Lines before the one containing "let ca = CaConfig::try_from(settings.clone())?;" are left out; output the rest of the data exactly, through the final line.
☆ ☆ ☆ ☆ ☆
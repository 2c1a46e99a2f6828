use std::sync::Arc;

use crl_engine::{
    config::Config,
    crypto::{self, CaSigningKey, Curve},
    pki::crl::{CaConfig, CrlGenerator, CrlScheduler, SoftwareCrlSigner},
    store::MemoryCaStore,
    telemetry,
};
use tracing::{info, warn};

#[tokio::main]
async fn main() -> color_eyre::Result<()> {
    color_eyre::install()?;
    dotenvy::dotenv().ok();
    telemetry::init_tracing();

    // Load configuration
    let config = Config::load()?;
    info!("Loaded scheduler configuration: {:?}", config.scheduler);

    let store = MemoryCaStore::new();
    let signer = Arc::new(SoftwareCrlSigner::new());
    for settings in &config.cas {
        let key = match settings.load_signing_key()? {
            Some(key) => key,
            None => {
                warn!(
                    "No signing key configured for CA {}, generating an ephemeral one",
                    settings.ca_id
                );
                CaSigningKey::generate(Curve::NistP256)?
            }
        };
        info!(
            "CA {} signs with a {} key, public key fingerprint {}",
            settings.ca_id,
            key.curve(),
            crypto::fingerprint(key.public_key_der()?)
        );

        let ca = CaConfig::try_from(settings.clone())?;
        signer.register_key(ca.issuer_dn.clone(), key);
        store.add_ca(ca).await;
    }

    let generator = CrlGenerator::new(store.ports(signer))
        .with_signing_timeout(config.scheduler.signing_timeout());
    let scheduler = CrlScheduler::new(config.scheduler.scheduler_config(), Arc::new(generator));

    let issued = scheduler.trigger_immediate_update().await?;
    info!("Initial CRL sweep issued {} CRLs", issued);

    let handle = scheduler.start();
    tokio::signal::ctrl_c().await?;
    info!("Shutting down CRL scheduler");
    handle.abort();
    Ok(())
}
☆ ☆ ☆ ☆ ☆
## Solution
        let ca = CaConfig::try_from(settings.clone())?;
        signer.register_key(ca.issuer_dn.clone(), key);
        store.add_ca(ca).await;
    }

    let generator = CrlGenerator::new(store.ports(signer))
        .with_signing_timeout(config.scheduler.signing_timeout());
    let scheduler = CrlScheduler::new(config.scheduler.scheduler_config(), Arc::new(generator));

    let issued = scheduler.trigger_immediate_update().await?;
    info!("Initial CRL sweep issued {} CRLs", issued);

    let handle = scheduler.start();
    tokio::signal::ctrl_c().await?;
    info!("Shutting down CRL scheduler");
    handle.abort();
    Ok(())
}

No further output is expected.